Their daily lives are sometimes enlightened by visits from fellow internationalists. Among them is Yvan Leyvraz from the canton of Vaud, who arrived in Nicaragua in May 1983. Yvan is a rebel with a big heart, rebellious and solitary. He left for Nicaragua after deserting from the Swiss army. He was on his own, with no particular plans other than “to help people wherever they would have him”. There was no shortage of work, and Yvan demonstrated an immense ability to bring people together. He takes part in building projects and creates a brigade of construction workers with whom he builds 40 houses and a school in the north of the country.
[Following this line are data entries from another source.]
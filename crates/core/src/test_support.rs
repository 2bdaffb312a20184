// SPDX-License-Identifier: BUSL-1.1
// Copyright (c) 2026 Alfred Jean LLC

//! Test builders shared across crates. Enabled via the `test-support`
//! feature, mirroring `oj-core`'s feature of the same name.

use crate::clock::FakeClock;
use crate::host::HostInfo;
use crate::task::Task;
use crate::value::TaskValue;

/// A [`HostInfo`] with fixed values, for tests that assert on exact
/// `submission_info` contents or exact instance filenames.
#[derive(Debug, Clone)]
pub struct FixedHostInfo {
    pub hostname: String,
    pub fqdn: String,
    pub pid: u32,
}

impl Default for FixedHostInfo {
    fn default() -> Self {
        Self {
            hostname: "test-host".to_string(),
            fqdn: "test-host.example".to_string(),
            pid: 1000,
        }
    }
}

impl HostInfo for FixedHostInfo {
    fn hostname(&self) -> String {
        self.hostname.clone()
    }
    fn fqdn(&self) -> String {
        self.fqdn.clone()
    }
    fn pid(&self) -> u32 {
        self.pid
    }
}

/// Builds tasks against a fixed clock and fixed host, so tests can assert on
/// exact instance filenames and exact ctime ordering.
pub struct TaskBuilder {
    pub clock: FakeClock,
    pub host: FixedHostInfo,
}

impl TaskBuilder {
    pub fn new(seconds: f64) -> Self {
        Self {
            clock: FakeClock::new(seconds),
            host: FixedHostInfo::default(),
        }
    }

    pub fn task(&self, task_data: TaskValue) -> Task {
        Task::new(task_data, &self.clock, &self.host)
    }

    /// Advances the fake clock, useful for producing two submissions of the
    /// same `task_data` with distinct instance filenames.
    pub fn advance(&self, delta_seconds: f64) {
        self.clock.advance(delta_seconds);
    }
}
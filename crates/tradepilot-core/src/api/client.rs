//! Session-aware API client for the TradePilot backend.
//!
//! Every data call from the dashboard goes through `ApiClient`. It carries the
//! session cookie, recovers from an expired session by refreshing once, and
//! turns every failure into a [`ClientError`].

use std::sync::{Arc, Mutex, PoisonError};

use chrono::{DateTime, Utc};
use futures::future::{BoxFuture, FutureExt, Shared};
use reqwest::Method;
use serde::{de::DeserializeOwned, Serialize};
use serde_json::Value;
use tracing::{debug, error, warn};

use super::transport::{ApiRequest, HttpTransport, RawResponse, Transport};
use super::ClientError;
use crate::config::ClientConfig;

/// Pending refresh shared by every caller that needs it.
type PendingRefresh = Shared<BoxFuture<'static, bool>>;

/// Per-request switches for the session handling.
#[derive(Debug, Clone, Copy, Default, PartialEq, Eq)]
pub struct RequestOptions {
    /// Send without credentials and never refresh (login, register, refresh).
    pub skip_auth: bool,
    /// Send with credentials but never refresh (logout).
    pub skip_refresh: bool,
}

impl RequestOptions {
    pub const SKIP_AUTH: Self = Self {
        skip_auth: true,
        skip_refresh: false,
    };

    pub const SKIP_REFRESH: Self = Self {
        skip_auth: false,
        skip_refresh: true,
    };

    fn allows_refresh(&self) -> bool {
        !self.skip_auth && !self.skip_refresh
    }
}

/// Successful response body, decoded by content type.
#[derive(Debug, Clone, PartialEq)]
pub enum ParsedBody {
    Json(Value),
    Text(String),
}

impl ParsedBody {
    fn from_response(response: RawResponse) -> Result<Self, ClientError> {
        if !response.is_json() {
            return Ok(ParsedBody::Text(response.body));
        }
        if response.body.trim().is_empty() {
            return Ok(ParsedBody::Json(Value::Null));
        }
        serde_json::from_str(&response.body)
            .map(ParsedBody::Json)
            .map_err(|e| ClientError::InvalidResponse(format!("malformed JSON body: {}", e)))
    }

    pub fn as_json(&self) -> Option<&Value> {
        match self {
            ParsedBody::Json(value) => Some(value),
            ParsedBody::Text(_) => None,
        }
    }

    pub fn into_json<T: DeserializeOwned>(self) -> Result<T, ClientError> {
        match self {
            ParsedBody::Json(value) => serde_json::from_value(value)
                .map_err(|e| ClientError::InvalidResponse(format!("unexpected body shape: {}", e))),
            ParsedBody::Text(text) => Err(ClientError::InvalidResponse(format!(
                "expected JSON, got text ({} bytes)",
                text.len()
            ))),
        }
    }
}

/// Outcome of the most recent completed refresh.
#[derive(Debug, Clone, Copy, PartialEq, Eq)]
pub struct RefreshRecord {
    pub succeeded: bool,
    pub completed_at: DateTime<Utc>,
}

struct ClientInner {
    transport: Arc<dyn Transport>,
    refresh_path: String,
    refresh_on_forbidden: bool,
    refresh: Mutex<Option<PendingRefresh>>,
    last_refresh: Arc<Mutex<Option<RefreshRecord>>>,
}

/// API client for the TradePilot backend.
/// Clone is cheap - clones share the transport and the refresh state.
#[derive(Clone)]
pub struct ApiClient {
    inner: Arc<ClientInner>,
}

impl ApiClient {
    /// Create a client talking HTTP to `config.base_url`.
    pub fn new(config: &ClientConfig) -> Result<Self, ClientError> {
        let transport = HttpTransport::new(config)?;
        Ok(Self::with_transport(Arc::new(transport), config))
    }

    /// Create a client on top of any transport.
    pub fn with_transport(transport: Arc<dyn Transport>, config: &ClientConfig) -> Self {
        Self {
            inner: Arc::new(ClientInner {
                transport,
                refresh_path: config.refresh_path.clone(),
                refresh_on_forbidden: config.refresh_on_forbidden,
                refresh: Mutex::new(None),
                last_refresh: Arc::new(Mutex::new(None)),
            }),
        }
    }

    /// Issue a request, refreshing the session and retrying once if the
    /// upstream rejects the credential.
    pub async fn request(
        &self,
        method: Method,
        path: &str,
        body: Option<Value>,
        options: RequestOptions,
    ) -> Result<ParsedBody, ClientError> {
        let request = ApiRequest {
            method,
            path: path.to_string(),
            body,
            with_credentials: !options.skip_auth,
        };
        let mut retried = false;

        loop {
            let response = self.inner.transport.send(&request).await?;

            if response.is_success() {
                return ParsedBody::from_response(response);
            }

            if !self.is_auth_failure(response.status) {
                debug!(method = %request.method, path, status = response.status, "Request rejected");
                return Err(ClientError::from_status(response.status, &response.body));
            }

            if retried || !options.allows_refresh() || self.is_refresh_path(path) {
                return Err(ClientError::authentication(&response.body));
            }

            retried = true;
            if !self.refresh_session().await {
                return Err(ClientError::authentication(&response.body));
            }
            debug!(method = %request.method, path, "Session refreshed, retrying request");
        }
    }

    pub async fn get(&self, path: &str, options: RequestOptions) -> Result<ParsedBody, ClientError> {
        self.request(Method::GET, path, None, options).await
    }

    pub async fn post(
        &self,
        path: &str,
        body: Option<Value>,
        options: RequestOptions,
    ) -> Result<ParsedBody, ClientError> {
        self.request(Method::POST, path, body, options).await
    }

    pub async fn put(
        &self,
        path: &str,
        body: Option<Value>,
        options: RequestOptions,
    ) -> Result<ParsedBody, ClientError> {
        self.request(Method::PUT, path, body, options).await
    }

    pub async fn patch(
        &self,
        path: &str,
        body: Option<Value>,
        options: RequestOptions,
    ) -> Result<ParsedBody, ClientError> {
        self.request(Method::PATCH, path, body, options).await
    }

    pub async fn delete(&self, path: &str, options: RequestOptions) -> Result<ParsedBody, ClientError> {
        self.request(Method::DELETE, path, None, options).await
    }

    pub async fn get_json<T: DeserializeOwned>(&self, path: &str) -> Result<T, ClientError> {
        self.get(path, RequestOptions::default()).await?.into_json()
    }

    pub async fn post_json<T: DeserializeOwned, B: Serialize>(
        &self,
        path: &str,
        body: &B,
    ) -> Result<T, ClientError> {
        let body = to_body(body)?;
        self.post(path, Some(body), RequestOptions::default())
            .await?
            .into_json()
    }

    pub async fn put_json<T: DeserializeOwned, B: Serialize>(
        &self,
        path: &str,
        body: &B,
    ) -> Result<T, ClientError> {
        let body = to_body(body)?;
        self.put(path, Some(body), RequestOptions::default())
            .await?
            .into_json()
    }

    pub async fn patch_json<T: DeserializeOwned, B: Serialize>(
        &self,
        path: &str,
        body: &B,
    ) -> Result<T, ClientError> {
        let body = to_body(body)?;
        self.patch(path, Some(body), RequestOptions::default())
            .await?
            .into_json()
    }

    /// Refresh the session, joining a refresh already in flight if there is
    /// one. Returns whether the session was re-established.
    pub async fn refresh_session(&self) -> bool {
        let pending = {
            let mut slot = self.inner.refresh.lock().unwrap_or_else(PoisonError::into_inner);
            match slot.clone() {
                Some(pending) => {
                    debug!("Joining in-flight session refresh");
                    pending
                }
                None => {
                    let pending = self.start_refresh();
                    *slot = Some(pending.clone());
                    pending
                }
            }
        };

        let refreshed = pending.clone().await;

        let mut slot = self.inner.refresh.lock().unwrap_or_else(PoisonError::into_inner);
        if slot.as_ref().is_some_and(|current| current.ptr_eq(&pending)) {
            *slot = None;
        }
        refreshed
    }

    /// Outcome of the last refresh that ran to completion.
    pub fn last_refresh(&self) -> Option<RefreshRecord> {
        *self
            .inner
            .last_refresh
            .lock()
            .unwrap_or_else(PoisonError::into_inner)
    }

    pub fn refresh_path(&self) -> &str {
        &self.inner.refresh_path
    }

    fn start_refresh(&self) -> PendingRefresh {
        // The future must not hold `inner`, or a pending refresh would keep
        // the client alive through its own slot.
        let transport = Arc::clone(&self.inner.transport);
        let last_refresh = Arc::clone(&self.inner.last_refresh);
        let request = ApiRequest {
            method: Method::POST,
            path: self.inner.refresh_path.clone(),
            body: None,
            with_credentials: true,
        };

        async move {
            let succeeded = match transport.send(&request).await {
                Ok(response) if response.is_success() => {
                    debug!("Session refreshed");
                    true
                }
                Ok(response) if response.status == 401 => {
                    debug!("Refresh rejected, no active session");
                    false
                }
                Ok(response) => {
                    warn!(status = response.status, "Session refresh failed");
                    false
                }
                Err(e) => {
                    error!(error = %e, "Session refresh request failed");
                    false
                }
            };

            *last_refresh.lock().unwrap_or_else(PoisonError::into_inner) = Some(RefreshRecord {
                succeeded,
                completed_at: Utc::now(),
            });
            succeeded
        }
        .boxed()
        .shared()
    }

    fn is_auth_failure(&self, status: u16) -> bool {
        status == 401 || (self.inner.refresh_on_forbidden && status == 403)
    }

    fn is_refresh_path(&self, path: &str) -> bool {
        let path = path.split('?').next().unwrap_or(path);
        path.trim_end_matches('/') == self.inner.refresh_path.trim_end_matches('/')
    }
}

fn to_body<B: Serialize>(body: &B) -> Result<Value, ClientError> {
    serde_json::to_value(body)
        .map_err(|e| ClientError::InvalidRequest(format!("failed to serialize body: {}", e)))
}

// ============================================================================
// Tests
// ============================================================================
Frenchman Joël Fieux is a former Nicaraguan. Joël is an environmentalist and anti-militarist activist who fled France to avoid doing his military service. He arrived in Nicaragua in September 1980 and worked on setting up a printing works for the Sandinista Front. He married a local girl in 1984, with whom he has a son, and is waiting to receive his Nicaraguan passport.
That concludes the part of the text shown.